Hermanos y hermanas, Nápoles necesita este impulso, esta energía desbordante del bien, el valor evangélico que nos hace capaces de renovar todo. Que sea un compromiso de todos: ¡asúmanlo y llévenlo adelante todos juntos! Háganlo especialmente con los jóvenes, que no son solo destinatarios, sino protagonistas del cambio. No se trata solo de involucrarlos, sino de reconocerles espacio, confianza y responsabilidad, para que puedan contribuir de manera creativa a la construcción del bien. En una realidad a menudo marcada por la desconfianza y la falta de oportunidades, los jóvenes representan un recurso vivo y sorprendente. Lo demuestra la experiencia del Museo Diocesano Difuso, donde muchos de ellos se comprometen a custodiar y contar el patrimonio cultural y espiritual de la ciudad con lenguajes nuevos y accesibles. Lo demuestran los jóvenes que, en los oratorios, se dedican con pasión a la educación de los más pequeños, convirtiéndose en puntos de referencia creíbles y testigos de relaciones sanas. Lo demuestran, además, los numerosos voluntarios que se entregan en los servicios de caridad, en las iniciativas sociales y en los procesos de acompañamiento a las personas vulnerables.

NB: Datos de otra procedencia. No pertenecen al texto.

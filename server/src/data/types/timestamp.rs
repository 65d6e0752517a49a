//! Lenient timestamp type for upstream payloads
//!
//! Timestamps arrive as ISO 8601 strings. They are parsed into a UTC instant at
//! deserialization time so that every comparison and subtraction downstream works
//! on instants, never on strings. Unparseable values are kept as "unparsed"
//! instead of failing the whole payload.

use std::cmp::Ordering;
use std::fmt;

use chrono::{DateTime, SecondsFormat, Utc};
use serde::{Deserialize, Deserializer, Serialize, Serializer};
use serde_json::Value as JsonValue;

use crate::utils::time::{diff_ms, millis_to_datetime, parse_iso_timestamp};

#[derive(Debug, Clone, Copy, Default, PartialEq, Eq, Hash)]
pub struct Timestamp(Option<DateTime<Utc>>);

impl Timestamp {
    /// Parse from an ISO 8601 string; unparseable input yields an unparsed timestamp
    pub fn parse(value: &str) -> Self {
        Self(parse_iso_timestamp(value))
    }

    pub fn from_datetime(dt: DateTime<Utc>) -> Self {
        Self(Some(dt))
    }

    /// Build from epoch milliseconds
    pub fn from_millis(millis: i64) -> Self {
        Self(millis_to_datetime(millis))
    }

    pub fn unparsed() -> Self {
        Self(None)
    }

    pub fn get(&self) -> Option<DateTime<Utc>> {
        self.0
    }

    pub fn is_parsed(&self) -> bool {
        self.0.is_some()
    }

    /// Milliseconds from `origin` to this instant (negative when earlier)
    pub fn ms_since(&self, origin: DateTime<Utc>) -> Option<f64> {
        self.0.map(|dt| diff_ms(dt, origin))
    }
}

impl From<DateTime<Utc>> for Timestamp {
    fn from(dt: DateTime<Utc>) -> Self {
        Self::from_datetime(dt)
    }
}

/// Unparsed timestamps sort before every parsed one
impl PartialOrd for Timestamp {
    fn partial_cmp(&self, other: &Self) -> Option<Ordering> {
        Some(self.cmp(other))
    }
}

impl Ord for Timestamp {
    fn cmp(&self, other: &Self) -> Ordering {
        self.0.cmp(&other.0)
    }
}

impl fmt::Display for Timestamp {
    fn fmt(&self, f: &mut fmt::Formatter<'_>) -> fmt::Result {
        match self.0 {
            Some(dt) => write!(f, "{}", dt.to_rfc3339_opts(SecondsFormat::Millis, true)),
            None => write!(f, "-"),
        }
    }
}

impl Serialize for Timestamp {
    fn serialize<S: Serializer>(&self, serializer: S) -> Result<S::Ok, S::Error> {
        match self.0 {
            Some(dt) => serializer.serialize_str(&dt.to_rfc3339_opts(SecondsFormat::Millis, true)),
            None => serializer.serialize_none(),
        }
    }
}

impl<'de> Deserialize<'de> for Timestamp {
    fn deserialize<D: Deserializer<'de>>(deserializer: D) -> Result<Self, D::Error> {
        let value = JsonValue::deserialize(deserializer)?;
        let ts = match &value {
            JsonValue::String(s) => Self::parse(s),
            JsonValue::Number(n) => n
                .as_i64()
                .or_else(|| n.as_f64().filter(|f| f.is_finite()).map(|f| f as i64))
                .map(Self::from_millis)
                .unwrap_or_default(),
            _ => Self::unparsed(),
        };
        if !ts.is_parsed() && !value.is_null() {
            tracing::debug!(value = %value, "Timestamp not parseable, treating as unparsed");
        }
        Ok(ts)
    }
}

#[cfg(test)]
mod tests {
    use super::*;

    #[test]
    fn test_deserialize_rfc3339() {
        let ts: Timestamp = serde_json::from_str(r#""2024-01-15T10:30:00Z""#).unwrap();
        assert!(ts.is_parsed());
        assert_eq!(ts.to_string(), "2024-01-15T10:30:00.000Z");
    }

    #[test]
    fn test_deserialize_epoch_millis() {
        let ts: Timestamp = serde_json::from_str("1704067200000").unwrap();
        assert_eq!(ts, Timestamp::parse("2024-01-01T00:00:00Z"));
    }

    #[test]
    fn test_deserialize_garbage_is_unparsed() {
        let ts: Timestamp = serde_json::from_str(r#""yesterday-ish""#).unwrap();
        assert!(!ts.is_parsed());
        let ts: Timestamp = serde_json::from_str("null").unwrap();
        assert!(!ts.is_parsed());
        let ts: Timestamp = serde_json::from_str(r#"{"nested": true}"#).unwrap();
        assert!(!ts.is_parsed());
    }

    #[test]
    fn test_serialize_roundtrip_shape() {
        let ts = Timestamp::parse("2024-01-15T10:30:00.250+01:00");
        assert_eq!(
            serde_json::to_string(&ts).unwrap(),
            r#""2024-01-15T09:30:00.250Z""#
        );
        assert_eq!(serde_json::to_string(&Timestamp::unparsed()).unwrap(), "null");
    }

    #[test]
    fn test_ordering_uses_instants() {
        let earlier = Timestamp::parse("2024-01-15T10:30:00+02:00");
        let later = Timestamp::parse("2024-01-15T09:30:00Z");
        assert!(earlier < later);
        assert!(Timestamp::unparsed() < earlier);
    }

    #[test]
    fn test_ms_since() {
        let origin = Timestamp::from_millis(1_000).get().unwrap();
        assert_eq!(Timestamp::from_millis(1_250).ms_since(origin), Some(250.0));
        assert_eq!(Timestamp::unparsed().ms_since(origin), None);
    }
}
//! Aggregate metrics endpoint

use axum::Json;
use axum::extract::{Query, State};
use serde::Deserialize;

use super::AnalyticsApiState;
use crate::api::extractors::is_valid_id;
use crate::api::types::ApiError;
use crate::domain::filters::{self, TraceFilterParams};
use crate::domain::{TraceMetrics, TraceStatusIndex, compute_metrics};

#[derive(Debug, Deserialize)]
pub struct MetricsQuery {
    /// Trace whose spans feed the span-level rates and breakdowns
    pub trace_id: Option<String>,
}

/// Metrics over the filtered trace list, plus span-level figures when a trace is given
pub async fn get_metrics(
    State(state): State<AnalyticsApiState>,
    Query(query): Query<MetricsQuery>,
    Query(params): Query<TraceFilterParams>,
) -> Result<Json<TraceMetrics>, ApiError> {
    let trace_id = query.trace_id.filter(|id| !id.trim().is_empty());
    if let Some(id) = trace_id.as_deref()
        && !is_valid_id(id)
    {
        return Err(ApiError::bad_request(
            "INVALID_TRACE_ID",
            "Invalid trace_id: too long",
        ));
    }

    let list = async {
        state
            .source
            .list_traces()
            .await
            .map_err(ApiError::from_upstream)
    };
    let spans = async {
        match trace_id.as_deref() {
            Some(id) => state.trace_spans(id).await,
            None => Ok(Vec::new()),
        }
    };
    let (traces, spans) = tokio::try_join!(list, spans)?;

    let statuses = TraceStatusIndex::from_spans(&spans);
    let ctx = state.filter_context().with_statuses(&statuses);
    let filtered = filters::apply(&traces, &params.parse(), &ctx);

    Ok(Json(compute_metrics(&filtered, &spans, &state.metrics)))
}
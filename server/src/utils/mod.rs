pub mod json;
pub mod path;
pub mod retry;
pub mod string;
pub mod time;
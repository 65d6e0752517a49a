//! Trace-level summaries and upstream session labels

use serde::{Deserialize, Serialize};

use super::timestamp::Timestamp;
use crate::utils::time::diff_ms;

/// One row of the trace index
#[derive(Debug, Clone, PartialEq, Serialize, Deserialize)]
pub struct TraceSummary {
    pub trace_id: String,
    #[serde(default)]
    pub root_span_name: String,
    #[serde(default)]
    pub session_id: Option<String>,
    #[serde(default)]
    pub conversation_id: Option<String>,
    #[serde(default)]
    pub start_time: Timestamp,
    #[serde(default)]
    pub end_time: Timestamp,
    #[serde(default = "default_span_count")]
    pub span_count: u64,
}

fn default_span_count() -> u64 {
    1
}

impl TraceSummary {
    pub fn new(
        trace_id: impl Into<String>,
        root_span_name: impl Into<String>,
        start_time: impl Into<Timestamp>,
        end_time: impl Into<Timestamp>,
    ) -> Self {
        Self {
            trace_id: trace_id.into(),
            root_span_name: root_span_name.into(),
            session_id: None,
            conversation_id: None,
            start_time: start_time.into(),
            end_time: end_time.into(),
            span_count: 1,
        }
    }

    pub fn with_session(mut self, session_id: impl Into<String>) -> Self {
        self.session_id = Some(session_id.into());
        self
    }

    pub fn with_span_count(mut self, span_count: u64) -> Self {
        self.span_count = span_count;
        self
    }

    /// `max(0, end - start)` in ms; 0 when either bound is unparsed
    pub fn duration_ms(&self) -> f64 {
        match (self.start_time.get(), self.end_time.get()) {
            (Some(start), Some(end)) => diff_ms(end, start).max(0.0),
            _ => 0.0,
        }
    }
}

/// Session label record from `GET /sessions/summary`
#[derive(Debug, Clone, PartialEq, Serialize, Deserialize)]
pub struct SessionSummary {
    pub session_id: String,
    #[serde(default)]
    pub title: Option<String>,
    #[serde(default)]
    pub first_message: Option<String>,
    #[serde(default)]
    pub created_at: Timestamp,
    #[serde(default)]
    pub message_count: u64,
}

#[cfg(test)]
mod tests {
    use super::*;
    use serde_json::json;

    #[test]
    fn test_trace_summary_duration() {
        let trace = TraceSummary::new(
            "t1",
            "chat.send_message",
            Timestamp::from_millis(1_000),
            Timestamp::from_millis(1_250),
        );
        assert_eq!(trace.duration_ms(), 250.0);

        let inverted = TraceSummary::new(
            "t2",
            "x",
            Timestamp::from_millis(2_000),
            Timestamp::from_millis(1_000),
        );
        assert_eq!(inverted.duration_ms(), 0.0);

        let unparsed = TraceSummary::new("t3", "x", Timestamp::unparsed(), Timestamp::from_millis(1));
        assert_eq!(unparsed.duration_ms(), 0.0);
    }

    #[test]
    fn test_trace_summary_deserialize() {
        let trace: TraceSummary = serde_json::from_value(json!({
            "trace_id": "abc",
            "root_span_name": "chat.send_message",
            "session_id": "s-1",
            "conversation_id": null,
            "start_time": "2024-01-15T10:30:00",
            "end_time": "2024-01-15T10:30:02",
            "span_count": 4
        }))
        .unwrap();
        assert_eq!(trace.span_count, 4);
        assert_eq!(trace.session_id.as_deref(), Some("s-1"));
        assert_eq!(trace.duration_ms(), 2000.0);
    }

    #[test]
    fn test_session_summary_deserialize_sparse() {
        let session: SessionSummary =
            serde_json::from_value(json!({"session_id": "s-1", "title": null})).unwrap();
        assert_eq!(session.title, None);
        assert_eq!(session.message_count, 0);
        assert!(!session.created_at.is_parsed());
    }
}
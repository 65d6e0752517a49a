//! Span records as delivered by the span producer

use std::fmt;

use chrono::{DateTime, Utc};
use serde::{Deserialize, Deserializer, Serialize, Serializer};

use super::attributes::Attributes;
use super::timestamp::Timestamp;
use crate::utils::json::null_as_default;
use crate::utils::time::diff_ms;

/// Span status code. Unrecognized values collapse to `Unknown`.
#[derive(Debug, Clone, Copy, Default, PartialEq, Eq, Hash, PartialOrd, Ord)]
pub enum StatusCode {
    Ok,
    Error,
    Timeout,
    #[default]
    Unset,
    Unknown,
}

impl StatusCode {
    pub fn as_str(&self) -> &'static str {
        match self {
            Self::Ok => "OK",
            Self::Error => "ERROR",
            Self::Timeout => "TIMEOUT",
            Self::Unset => "UNSET",
            Self::Unknown => "UNKNOWN",
        }
    }

    /// Case-insensitive parse; never fails
    pub fn parse(value: &str) -> Self {
        let value = value.trim();
        // OTEL exporters sometimes prefix the enum name
        let value = value
            .strip_prefix("STATUS_CODE_")
            .or_else(|| value.strip_prefix("status_code_"))
            .unwrap_or(value);
        if value.eq_ignore_ascii_case("ok") {
            Self::Ok
        } else if value.eq_ignore_ascii_case("error") {
            Self::Error
        } else if value.eq_ignore_ascii_case("timeout") {
            Self::Timeout
        } else if value.eq_ignore_ascii_case("unset") || value.is_empty() {
            Self::Unset
        } else {
            Self::Unknown
        }
    }

    /// Whether the producer reported an explicit outcome
    pub fn is_known(&self) -> bool {
        matches!(self, Self::Ok | Self::Error | Self::Timeout)
    }

    pub fn is_failure(&self) -> bool {
        matches!(self, Self::Error | Self::Timeout)
    }
}

impl fmt::Display for StatusCode {
    fn fmt(&self, f: &mut fmt::Formatter<'_>) -> fmt::Result {
        f.write_str(self.as_str())
    }
}

impl Serialize for StatusCode {
    fn serialize<S: Serializer>(&self, serializer: S) -> Result<S::Ok, S::Error> {
        serializer.serialize_str(self.as_str())
    }
}

impl<'de> Deserialize<'de> for StatusCode {
    fn deserialize<D: Deserializer<'de>>(deserializer: D) -> Result<Self, D::Error> {
        let raw = Option::<String>::deserialize(deserializer)?;
        Ok(raw.as_deref().map(Self::parse).unwrap_or_default())
    }
}

/// Point-in-time event attached to a span
#[derive(Debug, Clone, Default, PartialEq, Serialize, Deserialize)]
pub struct SpanEvent {
    #[serde(default)]
    pub name: String,
    #[serde(default)]
    pub timestamp: Timestamp,
    #[serde(default, deserialize_with = "null_as_default")]
    pub attributes: Attributes,
}

fn default_kind() -> String {
    "INTERNAL".to_string()
}

#[derive(Debug, Clone, PartialEq, Serialize, Deserialize)]
pub struct Span {
    pub span_id: String,
    pub trace_id: String,
    #[serde(default)]
    pub parent_span_id: Option<String>,
    #[serde(default)]
    pub name: String,
    #[serde(default)]
    pub start_time: Timestamp,
    #[serde(default)]
    pub end_time: Timestamp,
    #[serde(default)]
    pub status_code: StatusCode,
    #[serde(default)]
    pub status_message: Option<String>,
    #[serde(default, deserialize_with = "null_as_default")]
    pub attributes: Attributes,
    #[serde(default, deserialize_with = "null_as_default")]
    pub events: Vec<SpanEvent>,
    #[serde(default = "default_kind")]
    pub kind: String,
}

impl Span {
    pub fn new(trace_id: impl Into<String>, span_id: impl Into<String>, name: impl Into<String>) -> Self {
        Self {
            span_id: span_id.into(),
            trace_id: trace_id.into(),
            parent_span_id: None,
            name: name.into(),
            start_time: Timestamp::unparsed(),
            end_time: Timestamp::unparsed(),
            status_code: StatusCode::Unset,
            status_message: None,
            attributes: Attributes::new(),
            events: Vec::new(),
            kind: default_kind(),
        }
    }

    pub fn with_parent(mut self, parent_span_id: impl Into<String>) -> Self {
        self.parent_span_id = Some(parent_span_id.into());
        self
    }

    pub fn with_times(mut self, start: impl Into<Timestamp>, end: impl Into<Timestamp>) -> Self {
        self.start_time = start.into();
        self.end_time = end.into();
        self
    }

    pub fn with_status(mut self, status_code: StatusCode) -> Self {
        self.status_code = status_code;
        self
    }

    pub fn with_attribute(
        mut self,
        key: impl Into<String>,
        value: impl Into<serde_json::Value>,
    ) -> Self {
        self.attributes.insert(key, value);
        self
    }

    pub fn with_event(mut self, name: impl Into<String>, timestamp: impl Into<Timestamp>) -> Self {
        self.events.push(SpanEvent {
            name: name.into(),
            timestamp: timestamp.into(),
            attributes: Attributes::new(),
        });
        self
    }

    /// Parent id, with an empty string treated as absent
    pub fn parent_id(&self) -> Option<&str> {
        self.parent_span_id
            .as_deref()
            .map(str::trim)
            .filter(|p| !p.is_empty())
    }

    /// Resolved `(start, end)` with `end >= start`.
    ///
    /// A missing end collapses onto the start and vice versa. `None` when neither
    /// bound parsed.
    pub fn bounds(&self) -> Option<(DateTime<Utc>, DateTime<Utc>)> {
        match (self.start_time.get(), self.end_time.get()) {
            (Some(start), Some(end)) => Some((start, end.max(start))),
            (Some(start), None) => Some((start, start)),
            (None, Some(end)) => Some((end, end)),
            (None, None) => None,
        }
    }

    /// Duration in ms after bounds resolution; 0 when unbounded
    pub fn duration_ms(&self) -> f64 {
        self.bounds()
            .map(|(start, end)| diff_ms(end, start))
            .unwrap_or(0.0)
    }
}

Estas experiencias no son marginales: ya son signos de una Iglesia joven y de una ciudad que puede regenerarse. Estoy seguro de que no dejarán de seguir cultivándolas con audacia, con la pasión y el entusiasmo que los caracteriza.
Les agradezco, queridos hermanos y hermanas, por esta acogida y los encomiendo a todos ustedes a la intercesión de María Santísima y de san Genaro. ¡Que el Señor los mantenga siempre fieles al Evangelio y, bendiga a la ciudad de Nápoles!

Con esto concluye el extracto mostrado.